● **TRY IT**
Once the line containing "use kbd_config::Config;" is found in the entries below, reproduce it and every line after it, stopping at and including the line containing "fn main() ->"; reproduce nothing else, and keep each line exact.

● **INPUT FOR THIS TASK**
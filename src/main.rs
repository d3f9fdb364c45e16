use std::sync::Arc;

use clap::Parser;
use kbd_config::Config;
use tracing::{info, warn};

use kbd_interposer::cli::Cli;
use kbd_interposer::device::{DeviceBackend, MockBackend};
use kbd_interposer::engine::{Engine, Platform};
use kbd_interposer::guest::{GuestController, ProcessController};
use kbd_interposer::host_tap::{HostTap, MockHostTap};
use kbd_interposer::identity::{IdentitySource, MockIdentitySource};
use kbd_interposer::ipc::IpcServer;
use kbd_interposer::stream::{HidSource, MockHidSource};

fn main() -> anyhow::Result<()> {
    if let Ok(env_filter) = tracing_subscriber::EnvFilter::try_from_default_env() {
        tracing_subscriber::fmt().with_env_filter(env_filter).init();
    } else {
        tracing_subscriber::fmt().init();
    }

    let cli = Cli::parse();

    match &cli.subcommand {
        Some(kbd_interposer::cli::Sub::Msg { msg, json }) => {
            return run_msg_command(msg, *json, cli.socket.as_deref());
        }
        Some(kbd_interposer::cli::Sub::Validate { config }) => {
            return validate_config(config.as_deref());
        }
        None => {}
    }

    let config = match &cli.config {
        Some(path) => Config::load(path).map_err(|report| anyhow::anyhow!("{report:?}"))?,
        None => Config::default(),
    };

    let platform = if cli.mock {
        mock_platform()
    } else {
        real_platform(&config)
    };

    let socket_path = cli.socket.clone().or_else(|| config.socket_path());
    let engine = Arc::new(Engine::new(config, platform));
    let _ipc = IpcServer::start(Arc::clone(&engine), socket_path)?;

    info!("kbd-interposerd started");

    loop {
        std::thread::sleep(std::time::Duration::from_secs(1));
        engine.sweep_deadlines();
    }
}

#[cfg(target_os = "macos")]
fn real_platform(config: &Config) -> Platform {
    use kbd_interposer::device::IoHidBackend;
    use kbd_interposer::host_tap::CgEventHostTap;
    use kbd_interposer::identity::IoHidIdentitySource;
    use kbd_interposer::stream::IoHidStreamSource;

    Platform {
        device_backend: Arc::new(IoHidBackend::new()),
        identity_source: Arc::new(IoHidIdentitySource::new()),
        hid_source_factory: Arc::new(|| Arc::new(IoHidStreamSource::new()) as Arc<dyn HidSource>),
        host_tap_factory: Arc::new(|| Arc::new(CgEventHostTap::new()) as Arc<dyn HostTap>),
        guest_controller: Arc::new(ProcessController::new(config.controller_path.clone())),
    }
}

#[cfg(not(target_os = "macos"))]
fn real_platform(config: &Config) -> Platform {
    warn!("non-macOS host: falling back to mock device/tap backends");
    mock_platform_with_controller(config)
}

fn mock_platform() -> Platform {
    mock_platform_with_controller(&Config::default())
}

fn mock_platform_with_controller(config: &Config) -> Platform {
    Platform {
        device_backend: Arc::new(MockBackend::new(Vec::new())) as Arc<dyn DeviceBackend>,
        identity_source: Arc::new(MockIdentitySource::new(Vec::new())) as Arc<dyn IdentitySource>,
        hid_source_factory: Arc::new(|| Arc::new(MockHidSource::new(Vec::new())) as Arc<dyn HidSource>),
        host_tap_factory: Arc::new(|| Arc::new(MockHostTap::new(Vec::new())) as Arc<dyn HostTap>),
        guest_controller: Arc::new(ProcessController::new(config.controller_path.clone())) as Arc<dyn GuestController>,
    }
}

fn run_msg_command(msg: &kbd_interposer::cli::Msg, json: bool, socket: Option<&std::path::Path>) -> anyhow::Result<()> {
    use kbd_interposer::cli::Msg;
    use kbd_proto::{Request, Response, Socket};

    let mut socket = match socket {
        Some(path) => Socket::connect_to(path)?,
        None => Socket::connect()?,
    };

    // Needs a prior round trip (enumerate, then filter by key) to build the
    // `Selection` the daemon expects, so it can't be folded into the
    // one-request-per-variant match below.
    if let Msg::StartSession { device_keys, guest, duration_secs } = msg {
        let devices = match socket.send(Request::EnumerateDevices)? {
            Ok(Response::Devices(devices)) => devices,
            Ok(_) => anyhow::bail!("daemon returned an unexpected response to enumerate-devices"),
            Err(err) => anyhow::bail!("daemon returned an error: {err}"),
        };
        let selected: Vec<_> = devices.into_iter().filter(|d| device_keys.contains(&d.device_key)).collect();
        if selected.len() != device_keys.len() {
            anyhow::bail!("one or more requested device keys were not found among enumerated devices");
        }
        let mode = match guest {
            Some(guest) => kbd_proto::SessionMode::Relay(kbd_proto::GuestId(guest.clone())),
            None => kbd_proto::SessionMode::CaptureOnly,
        };
        let request = Request::StartSession {
            selection: kbd_proto::Selection { devices: selected },
            mode,
            duration: duration_secs.map(std::time::Duration::from_secs),
        };
        return match socket.send(request)? {
            Ok(response) => {
                print_response(response, json);
                Ok(())
            }
            Err(err) => anyhow::bail!("daemon returned an error: {err}"),
        };
    }

    let request = match msg {
        Msg::Devices => Request::EnumerateDevices,
        Msg::DetectIdentity { stop_after } => Request::DetectIdentity { stop_after: *stop_after },
        Msg::Guests => Request::ListGuests,
        Msg::Status { id } => Request::SessionStatus { id: kbd_proto::SessionId(*id) },
        Msg::StopSession { id } => Request::StopSession { id: kbd_proto::SessionId(*id) },
        Msg::CopyKeystrokeLog { id } => Request::CopyKeystrokeLog { id: kbd_proto::SessionId(*id) },
        Msg::StartSession { .. } => unreachable!("handled above"),
    };

    let reply = socket.send(request)?;
    match reply {
        Ok(response) => print_response(response, json),
        Err(err) => anyhow::bail!("daemon returned an error: {err}"),
    }
    Ok(())
}

fn validate_config(path: Option<&std::path::Path>) -> anyhow::Result<()> {
    let config = match path {
        Some(path) => Config::load(path).map_err(|report| anyhow::anyhow!("{report:?}"))?,
        None => Config::default(),
    };
    println!("config OK: {config:?}");
    Ok(())
}

fn print_response(response: kbd_proto::Response, json: bool) {
    if json {
        println!("{}", serde_json::to_string_pretty(&response).expect("Response always serializes"));
    } else {
        println!("{response:?}");
    }
}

● **WRITTEN SOLUTION**
use kbd_config::Config;
use tracing::{info, warn};

use kbd_interposer::cli::Cli;
use kbd_interposer::device::{DeviceBackend, MockBackend};
use kbd_interposer::engine::{Engine, Platform};
use kbd_interposer::guest::{GuestController, ProcessController};
use kbd_interposer::host_tap::{HostTap, MockHostTap};
use kbd_interposer::identity::{IdentitySource, MockIdentitySource};
use kbd_interposer::ipc::IpcServer;
use kbd_interposer::stream::{HidSource, MockHidSource};

fn main() -> anyhow::Result<()> {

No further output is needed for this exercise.